How many ECHR cases did Britain lose last year?

A new year, a new round of unelected-euro-judges-waging-war-on-British-justice watch.  

The European Court of Human Rights has had a relatively quiet start to 2014 in the pages of the UK press.  Somewhere, I'm sure, a Tory MP is trauchling away at the idea that the Court is systematically subverting our domestic judicial and parliamentary processes - with the bad grace of doing so as the same time as having a piffling Luxembourg jurist as its president - but the daily hate agenda seems to have shifted back from Strasbourg to Brussels. An understandable shift of emphasis, you might well think, given the approaching elections to the European parliament.

Sooner or later, however, the Court will produce an opinion which offends the blue-rosetted tribes of the House of Commons, and the europhobic victim fantasies will be dusted off and trotted out. Today, the Court has published its annual account of its work over the last year. Buried at the bottom of this substantial report is a niggling little statistic which everybody who hopes to understand the Court's real impact on Britain should have at their fingertips.  

For our illustrious Lord Chancellor and Home Secretary, every passing decision of the Court is yet more evidence of the institution's overreaching desire to subvert British democracy. Whatever the merits of a particular decision, and whatever the demerits of the legal regime being challenged, you can rely on the justice ministers of the current government to denounce it in shrill terms. 

If you are already predisposed to believe the underlying claim - that Europe is robbing us of our freedom to be beastly to beastly people - every passing precedent may appear just another casualty of "Europe's war on British justice". Doesn't it feel as if the European Court is always finding the UK in violation? Wasn't there that article just the other week about some disagreeable sod using human rights arguments to force the Home Office to give every con a weekly bath in asses' milk? This, as Phil observes over at A Very Public Sociologist, is stupid empiricism.
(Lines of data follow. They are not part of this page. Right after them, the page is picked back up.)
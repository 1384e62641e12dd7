//! Producer side of the frame channel
//!
//! 写端协议: sequence+1 (奇数) → release fence → 写头部与载荷 → sequence+1 (偶数, release)。
//! The sequence word is only ever touched atomically; the rest of the
//! header is written around it.

use std::fs::OpenOptions;
use std::path::{Path, PathBuf};
use std::sync::atomic::{fence, AtomicU32, Ordering};

use contracts::{
    max_payload_for_roi, FrameHeader, HEADER_SIZE, SEQUENCE_OFFSET,
};
use memmap2::MmapMut;
use tracing::{debug, instrument};

use crate::error::{FrameChannelError, Result};

/// Writes frames into a file-backed region using the seqlock protocol
pub struct FrameWriter {
    path: PathBuf,
    map: MmapMut,
    max_payload: usize,
    sequence: u32,
}

impl FrameWriter {
    /// Create (or truncate) the region sized for `max_roi`
    #[instrument(name = "frame_writer_create", skip(path), fields(path = %path.as_ref().display()))]
    pub fn create(path: impl AsRef<Path>, max_roi: u16) -> Result<Self> {
        let path = path.as_ref().to_path_buf();
        let max_payload = max_payload_for_roi(max_roi);
        let file = OpenOptions::new()
            .read(true)
            .write(true)
            .create(true)
            .truncate(true)
            .open(&path)?;
        file.set_len((HEADER_SIZE + max_payload) as u64)?;

        // SAFETY: this process is the only writer; readers only observe the
        // region through the sequence protocol.
        let map = unsafe { MmapMut::map_mut(&file)? };
        debug!(len = map.len(), "frame region created");

        Ok(Self {
            path,
            map,
            max_payload,
            sequence: 0,
        })
    }

    pub fn path(&self) -> &Path {
        &self.path
    }

    pub fn max_payload(&self) -> usize {
        self.max_payload
    }

    /// Current (even, when idle) sequence value
    pub fn sequence(&self) -> u32 {
        self.sequence
    }

    fn sequence_word(&self) -> &AtomicU32 {
        // SAFETY: mapping is at least HEADER_SIZE bytes and page aligned.
        unsafe { &*(self.map.as_ptr().add(SEQUENCE_OFFSET) as *const AtomicU32) }
    }

    /// Publish a packed BGR24 frame (`stride == width * 3`)
    pub fn publish(
        &mut self,
        frame_id: u32,
        width: u16,
        height: u16,
        timestamp_us: u64,
        pixels: &[u8],
    ) -> Result<()> {
        let stride = width.saturating_mul(3);
        let header = FrameHeader::new(frame_id, width, height, stride, timestamp_us);
        self.publish_with_header(&header, pixels)
    }

    /// Publish an arbitrary header and payload
    ///
    /// The header is written as given (except the sequence word), so tests
    /// can place malformed headers in the region.
    pub fn publish_with_header(&mut self, header: &FrameHeader, payload: &[u8]) -> Result<()> {
        if payload.len() > self.max_payload {
            return Err(FrameChannelError::PayloadTooLarge {
                size: payload.len(),
                max: self.max_payload,
            });
        }

        self.begin_write();
        let encoded = header.encode();
        self.map[..SEQUENCE_OFFSET].copy_from_slice(&encoded[..SEQUENCE_OFFSET]);
        self.map[SEQUENCE_OFFSET + 4..HEADER_SIZE]
            .copy_from_slice(&encoded[SEQUENCE_OFFSET + 4..HEADER_SIZE]);
        self.map[HEADER_SIZE..HEADER_SIZE + payload.len()].copy_from_slice(payload);
        self.end_write();
        Ok(())
    }

    /// Mark a write in progress (odd sequence)
    pub fn begin_write(&mut self) {
        if self.sequence & 1 == 0 {
            self.sequence = self.sequence.wrapping_add(1);
        }
        self.sequence_word().store(self.sequence, Ordering::Relaxed);
        fence(Ordering::Release);
    }

    /// Close the write (even sequence)
    pub fn end_write(&mut self) {
        if self.sequence & 1 == 1 {
            self.sequence = self.sequence.wrapping_add(1);
        }
        self.sequence_word().store(self.sequence, Ordering::Release);
    }

    pub fn flush(&self) -> Result<()> {
        self.map.flush()?;
        Ok(())
    }
}

#[cfg(test)]
mod tests {
    use super::*;
    use crate::FrameChannel;
    use contracts::{ReadStatus, RegionConfig};

    fn config(path: &Path) -> RegionConfig {
        RegionConfig {
            path: path.to_path_buf(),
            max_roi: 8,
        }
    }

    #[test]
    fn test_writer_sizes_region() {
        let dir = tempfile::tempdir().unwrap();
        let path = dir.path().join("region");
        let writer = FrameWriter::create(&path, 8).unwrap();
        assert_eq!(writer.max_payload(), 8 * 8 * 3);
        let len = std::fs::metadata(&path).unwrap().len();
        assert_eq!(len as usize, HEADER_SIZE + 8 * 8 * 3);
    }

    #[test]
    fn test_publish_then_read() {
        let dir = tempfile::tempdir().unwrap();
        let path = dir.path().join("region");
        let mut writer = FrameWriter::create(&path, 8).unwrap();
        let mut channel = FrameChannel::open(&config(&path));

        // region exists but holds no frame yet
        assert_eq!(channel.read_latest().status(), ReadStatus::HeaderInvalid);

        let pixels: Vec<u8> = (0..4 * 4 * 3).map(|i| i as u8).collect();
        writer.publish(1, 4, 4, 42, &pixels).unwrap();
        assert_eq!(writer.sequence(), 2);

        let frame = channel.read_latest().into_frame().unwrap();
        assert_eq!(frame.frame_id, 1);
        assert_eq!(frame.timestamp_us, 42);
        assert_eq!(frame.data.as_ref(), pixels.as_slice());
        assert_eq!(channel.read_latest().status(), ReadStatus::FrameUnchanged);
    }

    #[test]
    fn test_read_during_write_is_unstable() {
        let dir = tempfile::tempdir().unwrap();
        let path = dir.path().join("region");
        let mut writer = FrameWriter::create(&path, 8).unwrap();
        let mut channel = FrameChannel::open(&config(&path));

        writer.publish(1, 2, 2, 0, &[0u8; 12]).unwrap();
        writer.begin_write();
        assert_eq!(channel.read_latest().status(), ReadStatus::SequenceUnstable);
        writer.end_write();
        assert_eq!(channel.read_latest().status(), ReadStatus::Ok);
    }

    #[test]
    fn test_oversized_payload_rejected() {
        let dir = tempfile::tempdir().unwrap();
        let mut writer = FrameWriter::create(dir.path().join("region"), 2).unwrap();
        let err = writer.publish(1, 4, 4, 0, &[0u8; 48]).unwrap_err();
        assert!(matches!(err, FrameChannelError::PayloadTooLarge { .. }));
        assert_eq!(writer.sequence(), 0);
    }
}
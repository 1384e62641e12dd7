//! MarkerDetector - color-threshold blob detector
//!
//! 每个类别在帧内取所有匹配像素的外接框作为一个检测；
//! 置信度为框内匹配像素占比。

use contracts::{
    BoundingBox, ContractError, Detection, Frame, PerceptionAdapter, BYTES_PER_PIXEL,
};

use super::asset::{MarkerAsset, MarkerSpec};

/// Running extent of one marker's matching pixels
#[derive(Debug, Clone, Copy)]
struct Extent {
    min_x: u32,
    min_y: u32,
    max_x: u32,
    max_y: u32,
    count: usize,
}

impl Extent {
    fn new(x: u32, y: u32) -> Self {
        Self {
            min_x: x,
            min_y: y,
            max_x: x,
            max_y: y,
            count: 1,
        }
    }

    fn grow(&mut self, x: u32, y: u32) {
        self.min_x = self.min_x.min(x);
        self.min_y = self.min_y.min(y);
        self.max_x = self.max_x.max(x);
        self.max_y = self.max_y.max(y);
        self.count += 1;
    }

    fn to_detection(self, class_id: u32) -> Detection {
        // pixel edges: the box covers max_x/max_y fully
        let area = (self.max_x - self.min_x + 1) as usize * (self.max_y - self.min_y + 1) as usize;
        let confidence = (self.count as f32 / area as f32).min(1.0);
        Detection::new(
            class_id,
            confidence,
            BoundingBox::new(
                self.min_x as f32,
                self.min_y as f32,
                (self.max_x + 1) as f32,
                (self.max_y + 1) as f32,
            ),
        )
    }
}

pub struct MarkerDetector {
    name: String,
    markers: Vec<MarkerSpec>,
}

impl MarkerDetector {
    pub fn new(asset: MarkerAsset) -> Self {
        Self {
            name: format!("marker:{}", asset.name),
            markers: asset.markers,
        }
    }

    pub fn markers(&self) -> &[MarkerSpec] {
        &self.markers
    }
}

impl PerceptionAdapter for MarkerDetector {
    fn name(&self) -> &str {
        &self.name
    }

    fn detect(&mut self, frame: &Frame) -> Result<Vec<Detection>, ContractError> {
        let expected = frame.width as usize * frame.height as usize * BYTES_PER_PIXEL;
        if frame.data.len() < expected {
            return Err(ContractError::perception(format!(
                "frame {} holds {} bytes, expected {expected}",
                frame.frame_id,
                frame.data.len()
            )));
        }

        let mut extents: Vec<Option<Extent>> = vec![None; self.markers.len()];
        let width = frame.width as usize;

        for (i, bgr) in frame.data[..expected].chunks_exact(BYTES_PER_PIXEL).enumerate() {
            let x = (i % width) as u32;
            let y = (i / width) as u32;
            for (marker, extent) in self.markers.iter().zip(extents.iter_mut()) {
                if marker.matches(bgr) {
                    match extent {
                        Some(e) => e.grow(x, y),
                        None => *extent = Some(Extent::new(x, y)),
                    }
                }
            }
        }

        Ok(self
            .markers
            .iter()
            .zip(extents)
            .filter_map(|(marker, extent)| {
                extent
                    .filter(|e| e.count >= marker.min_pixels)
                    .map(|e| e.to_detection(marker.class_id))
            })
            .collect())
    }
}
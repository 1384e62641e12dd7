//! In-process threaded pipeline
//!
//! capture 线程 → [`LatestCell`] → vision 线程 → [`CorrectionMailbox`] → actuation 线程
//!
//! - capture: 阻塞读取整帧，只保留最新一帧
//! - vision: 裁剪中心 ROI，感知 + 跟踪，覆盖写入修正量
//! - actuation: 处理输入事件，并按固定节拍取出修正量 (即使没有输入事件)

use std::sync::atomic::{AtomicBool, Ordering};
use std::sync::Arc;
use std::thread::{self, JoinHandle};
use std::time::Duration;

use contracts::{Clock, ContractError, Frame, PerceptionAdapter};
use crossbeam::channel::{Receiver, RecvTimeoutError};
use observability::Diagnostics;
use tracing::{debug, info, warn};

use crate::handoff::{CorrectionMailbox, LatestCell};
use crate::tracking::Tracker;

/// Blocking source of full-size frames
pub trait FrameSource: Send + 'static {
    /// Next frame; `None` on a transient miss
    fn capture(&mut self) -> Option<Frame>;
}

/// Operator input (relative motion + button state)
#[derive(Debug, Clone, Copy, Default, PartialEq, Eq)]
pub struct InputEvent {
    pub dx: i32,
    pub dy: i32,
    /// Button bitmask after this event
    pub buttons: u8,
    pub wheel: i8,
    /// The event carried a button transition
    pub button_changed: bool,
}

/// Combined manual + automatic motion sent to the actuator
#[derive(Debug, Clone, Copy, Default, PartialEq, Eq)]
pub struct MoveCommand {
    pub dx: i32,
    pub dy: i32,
    pub buttons: u8,
    pub wheel: i8,
}

/// Downstream actuation device
pub trait Actuator: Send + 'static {
    fn emit(&mut self, command: &MoveCommand) -> Result<(), ContractError>;
}

/// 线程化流水线配置
#[derive(Debug, Clone)]
pub struct ThreadedConfig {
    /// Center crop edge applied before perception
    pub roi_size: u32,
    /// Actuation drain period when no input arrives
    pub tick: Duration,
    /// Sleep when a thread has nothing to do
    pub idle_backoff: Duration,
}

impl Default for ThreadedConfig {
    fn default() -> Self {
        Self {
            roi_size: 256,
            tick: Duration::from_millis(2),
            idle_backoff: Duration::from_millis(1),
        }
    }
}

#[derive(Debug)]
struct CapturedFrame {
    frame: Frame,
    captured_at: Option<Duration>,
}

/// Running capture / vision / actuation threads
pub struct ThreadedPipeline {
    shutdown: Arc<AtomicBool>,
    engaged: Arc<AtomicBool>,
    mailbox: Arc<CorrectionMailbox>,
    handles: Vec<JoinHandle<()>>,
}

impl ThreadedPipeline {
    pub fn spawn<S, P, A, C>(
        config: ThreadedConfig,
        source: S,
        perception: P,
        tracker: Tracker,
        actuator: A,
        inputs: Receiver<InputEvent>,
        diagnostics: Arc<Diagnostics<C>>,
    ) -> Result<Self, ContractError>
    where
        S: FrameSource,
        P: PerceptionAdapter + 'static,
        A: Actuator,
        C: Clock + 'static,
    {
        let latest = Arc::new(LatestCell::new());
        let mut pipeline = Self {
            shutdown: Arc::new(AtomicBool::new(false)),
            engaged: Arc::new(AtomicBool::new(true)),
            mailbox: Arc::new(CorrectionMailbox::new()),
            handles: Vec::with_capacity(3),
        };

        // a failed spawn drops `pipeline`, which stops the threads already running
        let capture = {
            let shutdown = pipeline.shutdown.clone();
            let latest = latest.clone();
            let diagnostics = diagnostics.clone();
            let backoff = config.idle_backoff;
            thread::Builder::new()
                .name("capture".into())
                .spawn(move || capture_loop(source, &latest, &diagnostics, &shutdown, backoff))?
        };
        pipeline.handles.push(capture);

        let vision = {
            let shutdown = pipeline.shutdown.clone();
            let mailbox = pipeline.mailbox.clone();
            let diagnostics = diagnostics.clone();
            let config = config.clone();
            thread::Builder::new().name("vision".into()).spawn(move || {
                vision_loop(
                    &config,
                    perception,
                    tracker,
                    &latest,
                    &mailbox,
                    &diagnostics,
                    &shutdown,
                )
            })?
        };
        pipeline.handles.push(vision);

        let actuation = {
            let shutdown = pipeline.shutdown.clone();
            let engaged = pipeline.engaged.clone();
            let mailbox = pipeline.mailbox.clone();
            let tick = config.tick;
            thread::Builder::new().name("actuation".into()).spawn(move || {
                actuation_loop(
                    actuator,
                    &inputs,
                    &mailbox,
                    &diagnostics,
                    &engaged,
                    &shutdown,
                    tick,
                )
            })?
        };
        pipeline.handles.push(actuation);

        info!(roi = config.roi_size, "threaded pipeline started");
        Ok(pipeline)
    }

    /// Enable or disable automatic correction (manual input always passes)
    pub fn set_engaged(&self, engaged: bool) {
        self.engaged.store(engaged, Ordering::Relaxed);
        if !engaged {
            self.mailbox.take();
        }
    }

    pub fn is_engaged(&self) -> bool {
        self.engaged.load(Ordering::Relaxed)
    }

    /// Signal all threads and wait for them
    pub fn stop(&mut self) {
        self.shutdown.store(true, Ordering::SeqCst);
        for handle in self.handles.drain(..) {
            if let Err(e) = handle.join() {
                warn!(error = ?e, "pipeline thread panicked");
            }
        }
    }
}

impl Drop for ThreadedPipeline {
    fn drop(&mut self) {
        self.stop();
    }
}

fn capture_loop<S: FrameSource, C: Clock>(
    mut source: S,
    latest: &LatestCell<CapturedFrame>,
    diagnostics: &Diagnostics<C>,
    shutdown: &AtomicBool,
    backoff: Duration,
) {
    while !shutdown.load(Ordering::Relaxed) {
        match source.capture() {
            Some(frame) => {
                let captured_at = diagnostics.now();
                latest.put(CapturedFrame { frame, captured_at });
                diagnostics.on_capture();
            }
            None => thread::sleep(backoff),
        }
    }
    debug!("capture thread stopped");
}

fn vision_loop<P: PerceptionAdapter, C: Clock>(
    config: &ThreadedConfig,
    mut perception: P,
    mut tracker: Tracker,
    latest: &LatestCell<CapturedFrame>,
    mailbox: &CorrectionMailbox,
    diagnostics: &Diagnostics<C>,
    shutdown: &AtomicBool,
) {
    while !shutdown.load(Ordering::Relaxed) {
        let Some(captured) = latest.take() else {
            thread::sleep(config.idle_backoff);
            continue;
        };

        let roi = captured.frame.crop_center(config.roi_size);
        let started = diagnostics.now();
        let detections = perception.detect(&roi).unwrap_or_else(|e| {
            warn!(adapter = perception.name(), error = %e, "detection failed");
            Vec::new()
        });
        if let Some(started) = started {
            let age = captured.captured_at.map(|at| diagnostics.elapsed_ms(at));
            diagnostics.on_infer(diagnostics.elapsed_ms(started), age);
        }

        let correction = tracker.step(&detections, roi.width, roi.height);
        mailbox.post(correction.dx as i32, correction.dy as i32);
        diagnostics.maybe_report();
    }
    debug!("vision thread stopped");
}

fn actuation_loop<A: Actuator, C: Clock>(
    mut actuator: A,
    inputs: &Receiver<InputEvent>,
    mailbox: &CorrectionMailbox,
    diagnostics: &Diagnostics<C>,
    engaged: &AtomicBool,
    shutdown: &AtomicBool,
    tick: Duration,
) {
    let mut buttons = 0u8;
    let mut inputs_open = true;

    while !shutdown.load(Ordering::Relaxed) {
        let event = if inputs_open {
            match inputs.recv_timeout(tick) {
                Ok(event) => Some(event),
                Err(RecvTimeoutError::Timeout) => None,
                Err(RecvTimeoutError::Disconnected) => {
                    debug!("input channel closed, draining on tick only");
                    inputs_open = false;
                    None
                }
            }
        } else {
            thread::sleep(tick);
            None
        };

        let (ax, ay) = if engaged.load(Ordering::Relaxed) {
            mailbox.take()
        } else {
            (0, 0)
        };

        let command = match event {
            Some(event) => {
                buttons = event.buttons;
                let command = MoveCommand {
                    dx: event.dx.saturating_add(ax),
                    dy: event.dy.saturating_add(ay),
                    buttons,
                    wheel: event.wheel,
                };
                let moved = command.dx != 0 || command.dy != 0 || command.wheel != 0;
                (moved || event.button_changed).then_some(command)
            }
            None => (ax != 0 || ay != 0).then_some(MoveCommand {
                dx: ax,
                dy: ay,
                buttons,
                wheel: 0,
            }),
        };

        if let Some(command) = command {
            let result = actuator.emit(&command);
            if let Err(e) = &result {
                debug!(error = %e, "actuator emit failed");
            }
            diagnostics.on_send(result.is_ok(), false);
        }
    }
    debug!("actuation thread stopped");
}
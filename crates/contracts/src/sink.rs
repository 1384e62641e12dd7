//! CorrectionSink trait - Transport output interface
//!
//! Defines the abstract interface for correction sinks.

use crate::{ContractError, CorrectionPacket};

/// Correction output trait
///
/// All sink implementations must implement this trait. Sends are
/// best-effort: an implementation must return promptly and never retry.
#[trait_variant::make(CorrectionSink: Send)]
pub trait LocalCorrectionSink {
    /// Sink name (used for logging/metrics)
    fn name(&self) -> &str;

    /// Send one packet
    ///
    /// # Errors
    /// Returns send error (should include context)
    async fn send(&mut self, packet: &CorrectionPacket) -> Result<(), ContractError>;

    /// Close sink, releasing its handle
    async fn close(&mut self) -> Result<(), ContractError>;
}
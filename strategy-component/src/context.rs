use serde::{Deserialize, Serialize};

use parley_negotiation_utils::{DimensionSpec, Offer, PartyConfig, PartyId};

/// Everything a strategy may see when asked for its next move: the committed
/// history, its own configuration (including its private boundary) and the
/// turn position. Strategies never see the counterpart's boundary.
#[derive(Clone, Debug, Serialize, Deserialize)]
pub struct ProposalContext {
    pub party: PartyConfig,
    pub counterpart: PartyId,
    pub dimensions: Vec<DimensionSpec>,
    pub visible_history: Vec<Offer>,
    /// Round this proposal will belong to (1-based).
    pub round: u32,
    /// Turn index this proposal will be committed at (1-based).
    pub turn_index: u32,
    pub max_rounds: u32,
}

impl ProposalContext {
    pub fn own_last_offer(&self) -> Option<&Offer> {
        self.visible_history
            .iter()
            .rev()
            .find(|offer| offer.party == self.party.id)
    }

    pub fn counterpart_last_offer(&self) -> Option<&Offer> {
        self.visible_history
            .iter()
            .rev()
            .find(|offer| offer.party == self.counterpart)
    }

    pub fn is_opening_turn(&self) -> bool {
        self.visible_history.is_empty()
    }

    pub fn rounds_remaining(&self) -> u32 {
        self.max_rounds.saturating_sub(self.round)
    }
}
use std::collections::BTreeMap;

use derive_more::Display;
use serde::{Deserialize, Serialize};

use crate::dimension::DimensionName;
use crate::zopa::ZopaBoundary;

/// Identifier of one negotiating party, unique within a negotiation.
#[derive(
    Clone, Debug, Display, PartialEq, Eq, PartialOrd, Ord, Hash, Serialize, Deserialize,
)]
#[serde(transparent)]
pub struct PartyId(pub String);

impl From<&str> for PartyId {
    fn from(id: &str) -> PartyId {
        PartyId(id.to_string())
    }
}

impl From<String> for PartyId {
    fn from(id: String) -> PartyId {
        PartyId(id)
    }
}

/// Static configuration of one party: identity plus its private acceptable
/// range on every configured dimension.
#[derive(Clone, Debug, Serialize, Deserialize)]
pub struct PartyConfig {
    pub id: PartyId,
    pub name: String,
    pub boundaries: BTreeMap<DimensionName, ZopaBoundary>,
}

impl PartyConfig {
    pub fn new(
        id: impl Into<PartyId>,
        name: impl Into<String>,
        boundaries: impl IntoIterator<Item = ZopaBoundary>,
    ) -> PartyConfig {
        PartyConfig {
            id: id.into(),
            name: name.into(),
            boundaries: boundaries
                .into_iter()
                .map(|b| (b.dimension.clone(), b))
                .collect(),
        }
    }

    pub fn boundary(&self, dimension: &DimensionName) -> Option<&ZopaBoundary> {
        self.boundaries.get(dimension)
    }
}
We have to take a look at the wider picture. And that picture blows these delusions to bits.

So how many cases did Britain lose last year? Thousands? Hundreds? The Court certainly had the opportunity, taking decisions on 1,652 applications submitted against the UK during 2013. And did the malevolent band of Maltese and Andorran judges, as expected, glory in Britain's discomfort, substituting their own preferences for parliament's again and again?  Er. No. Not really.

During 2013, the Court found that the UK had violated Convention rights in just eight of these cases. If this tiny clutch of judgments represents war on British justice, I'd love to know what an acceptable number of adverse findings might be. This is two fewer adverse judgments than last year, representing an overall rate of defeat before the Court for the government of just 0.48% during 2013.   

Take a moment to take that in, and keep it in your pocket the next time a Conservative minister or parliamentarian or Express reading pub bore tries to convince you that the Court's judges are systematically undermining British democracy.  In 2013, as in 2012, this is a pitiful victim fantasy or a smokescreen: crabbit, feeble and entirely unjustified self-pity.

10 comments :

  1. There's a good analysis of the UK's record before the ECtHR by Michelle Lafferty in the latest issue of the Edinburgh Law Review.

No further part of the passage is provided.